🤖 AI Summary
This work addresses the challenges of resource contention and performance instability in edge stream processing under dynamic workloads and fluctuating resources, which often stem from the absence of a unified coordination mechanism. To this end, we propose the first framework that integrates embodied intelligent agents into collaborative optimization for edge stream processing. Our approach features a context-aware autoscaling platform that unifies service-specific policies with global resource scheduling through an extensible monitoring interface and a multi-service action space exploration mechanism.

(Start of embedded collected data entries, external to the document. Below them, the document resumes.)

//! # Location Ingest Gate
//!
//! Decides whether a raw fix extends the trajectory.
//!
//! Checks, in order:
//! - provider (network fixes are dropped unless configured)
//! - coordinate validity
//! - reported accuracy
//! - staleness, only before the first point is accepted
//! - cold start: the first fix waits for a second, consistent one
//! - ordering against the last accepted point
//! - long gap: the first fix after a long silence becomes a silent baseline
//! - minimum movement
//!
//! Every rejection is an expected outcome reported through [`IngestOutcome`].
//! The gate never touches trajectory storage itself; it hands admitted points
//! back to the caller, which owns the trajectory.

use log::{debug, info};
use serde::{Deserialize, Serialize};

use crate::config::GateConfig;
use crate::geo_utils::haversine_distance;
use crate::{Fix, FixSource, TrackPoint};

/// Diagnostic result of submitting one fix.
#[derive(Debug, Clone, Copy, PartialEq, Eq, Hash, Serialize, Deserialize)]
#[cfg_attr(feature = "ffi", derive(uniffi::Enum))]
pub enum IngestOutcome {
    /// Appended to the trajectory
    Accepted,
    /// First fix of the session, held until a second confirms it
    PendingStart,
    /// Cold-start pair inconsistent; the older candidate was dropped
    RejectedStartJump,
    /// Produced by a provider the session ignores
    RejectedSource,
    /// Non-finite or out-of-range coordinates
    RejectedInvalid,
    /// Reported accuracy worse than the configured maximum
    RejectedAccuracy,
    /// Too old to anchor the start of a session
    RejectedStale,
    /// Older than the last accepted point
    RejectedOutOfOrder,
    /// First fix after a long gap; became the new baseline
    RejectedGapBaseline,
    /// Too close to the last accepted point
    RejectedTooClose,
    /// Recording is paused
    Paused,
    /// No recording session
    Inactive,
}

impl IngestOutcome {
    pub fn is_accepted(&self) -> bool {
        matches!(self, IngestOutcome::Accepted)
    }
}

/// A point the gate lets through, with the distance it adds.
#[derive(Debug, Clone, Copy, PartialEq)]
pub struct Admission {
    pub fix: Fix,
    pub point: TrackPoint,
    /// Last accepted point or gap baseline, `None` for the very first point
    pub previous: Option<TrackPoint>,
    /// Distance from `previous` (meters, never negative)
    pub distance_m: f64,
}

/// What the caller should do with a fix.
#[derive(Debug, Clone, PartialEq)]
pub enum GateDecision {
    /// Nothing to append and nothing for the sampler
    Rejected(IngestOutcome),
    /// Not appended, but still a movement signal for the sampler
    TooClose { fix: Fix, previous: TrackPoint },
    /// Append one point
    Admit(Admission),
    /// Cold start confirmed: append both points in order
    AdmitStart(Admission, Admission),
}

impl GateDecision {
    pub fn outcome(&self) -> IngestOutcome {
        match self {
            GateDecision::Rejected(outcome) => *outcome,
            GateDecision::TooClose { .. } => IngestOutcome::RejectedTooClose,
            GateDecision::Admit(_) | GateDecision::AdmitStart(..) => IngestOutcome::Accepted,
        }
    }
}

/// Fix gate for one recording session.
#[derive(Debug, Clone)]
pub struct LocationIngestGate {
    config: GateConfig,
    /// Cold-start candidate, only while nothing has been accepted
    candidate: Option<Fix>,
    /// Last accepted point or silent gap baseline
    last: Option<TrackPoint>,
}

impl LocationIngestGate {
    pub fn new(config: GateConfig) -> Self {
        Self {
            config,
            candidate: None,
            last: None,
        }
    }

    /// A gate that skips the cold-start check and measures from `point`.
    /// Used when resuming a stored trajectory.
    pub fn baselined_on(config: GateConfig, point: TrackPoint) -> Self {
        Self {
            config,
            candidate: None,
            last: Some(point),
        }
    }

    pub fn config(&self) -> &GateConfig {
        &self.config
    }

    /// Last accepted point (or gap baseline).
    pub fn last_point(&self) -> Option<&TrackPoint> {
        self.last.as_ref()
    }

    pub fn pending_candidate(&self) -> Option<&Fix> {
        self.candidate.as_ref()
    }

    /// Whether the cold-start gate has been passed.
    pub fn is_baselined(&self) -> bool {
        self.last.is_some()
    }

    pub fn reset(&mut self) {
        self.candidate = None;
        self.last = None;
    }

    /// Evaluate one fix. `now_ms` is the ingestion wall-clock time.
    pub fn evaluate(&mut self, fix: Fix, now_ms: i64) -> GateDecision {
        if fix.source == FixSource::Network && !self.config.accept_network_fixes {
            return GateDecision::Rejected(IngestOutcome::RejectedSource);
        }
        if !fix.position().is_valid() {
            return GateDecision::Rejected(IngestOutcome::RejectedInvalid);
        }
        if fix
            .accuracy
            .map_or(false, |accuracy| accuracy > self.config.max_accuracy_m)
        {
            debug!(
                "[TrackRecorder] Fix dropped: accuracy {:?}m > {}m",
                fix.accuracy, self.config.max_accuracy_m
            );
            return GateDecision::Rejected(IngestOutcome::RejectedAccuracy);
        }

        let mut fix = fix;
        if fix.timestamp_ms <= 0 {
            fix.timestamp_ms = now_ms;
        }

        let Some(last) = self.last else {
            if now_ms - fix.timestamp_ms > self.config.max_first_fix_age_ms {
                debug!(
                    "[TrackRecorder] Fix dropped: {}ms old before first point",
                    now_ms - fix.timestamp_ms
                );
                return GateDecision::Rejected(IngestOutcome::RejectedStale);
            }
            return self.cold_start(fix);
        };

        if fix.timestamp_ms < last.timestamp_ms {
            return GateDecision::Rejected(IngestOutcome::RejectedOutOfOrder);
        }

        let gap_ms = fix.timestamp_ms - last.timestamp_ms;
        if gap_ms > self.config.long_gap_ms {
            info!(
                "[TrackRecorder] Long gap ({}ms): fix becomes the new baseline",
                gap_ms
            );
            self.last = Some(fix.to_track_point());
            return GateDecision::Rejected(IngestOutcome::RejectedGapBaseline);
        }

        let distance_m = haversine_distance(&last.position(), &fix.position());
        if distance_m < self.config.min_distance_m {
            return GateDecision::TooClose {
                fix,
                previous: last,
            };
        }

        let point = fix.to_track_point();
        self.last = Some(point);
        GateDecision::Admit(Admission {
            fix,
            point,
            previous: Some(last),
            distance_m: distance_m.max(0.0),
        })
    }

    fn cold_start(&mut self, fix: Fix) -> GateDecision {
        let Some(candidate) = self.candidate.take() else {
            debug!("[TrackRecorder] First fix held until confirmed");
            self.candidate = Some(fix);
            return GateDecision::Rejected(IngestOutcome::PendingStart);
        };

        let distance_m = haversine_distance(&candidate.position(), &fix.position());
        let dt_s = (fix.timestamp_ms - candidate.timestamp_ms).max(1) as f64 / 1000.0;
        let speed = distance_m / dt_s;

        let consistent =
            distance_m <= self.config.max_start_jump_m || speed <= self.config.max_start_speed_mps;
        if !consistent {
            info!(
                "[TrackRecorder] Start fix rejected: {:.1}m at {:.1}m/s",
                distance_m, speed
            );
            self.candidate = Some(fix);
            return GateDecision::Rejected(IngestOutcome::RejectedStartJump);
        }

        let first = candidate.to_track_point();
        let second = fix.to_track_point();
        self.last = Some(second);
        info!(
            "[TrackRecorder] Start confirmed ({:.1}m between first fixes)",
            distance_m
        );
        GateDecision::AdmitStart(
            Admission {
                fix: candidate,
                point: first,
                previous: None,
                distance_m: 0.0,
            },
            Admission {
                fix,
                point: second,
                previous: Some(first),
                distance_m: distance_m.max(0.0),
            },
        )
    }
}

Leveraging reinforcement learning–driven agents, the framework significantly enhances resource efficiency and response timeliness on real-world edge platforms, while also supporting user-defined policies and enabling reproducible experiments with visual analytics.
📝 Abstract
Processing sensory data close to the data source, often involving Edge devices, promises low latency for pervasive applications, like smart cities. This commonly involves a multitude of processing services, executed with limited resources; this setup faces three problems: first, the application demand and the resource availability fluctuate, so the service execution must scale dynamically to sustain processing requirements (e.g., latency); second, each service permits different actions to adjust its operation, so they require individual scaling policies; third, without a higher-level mediator, services would cannibalize any resources of services co-located on the same device. This demo first presents a platform for context-aware autoscaling of stream processing services that allows developers to monitor and adjust the service execution across multiple service-specific parameters. We then connect a scaling agent to these interfaces that gradually builds an understanding of the processing environment by exploring each service's action space; the agent then optimizes the service execution according to this knowledge. Participants can revisit the demo contents as video summary and introductory poster, or build a custom agent by extending the artifact repository.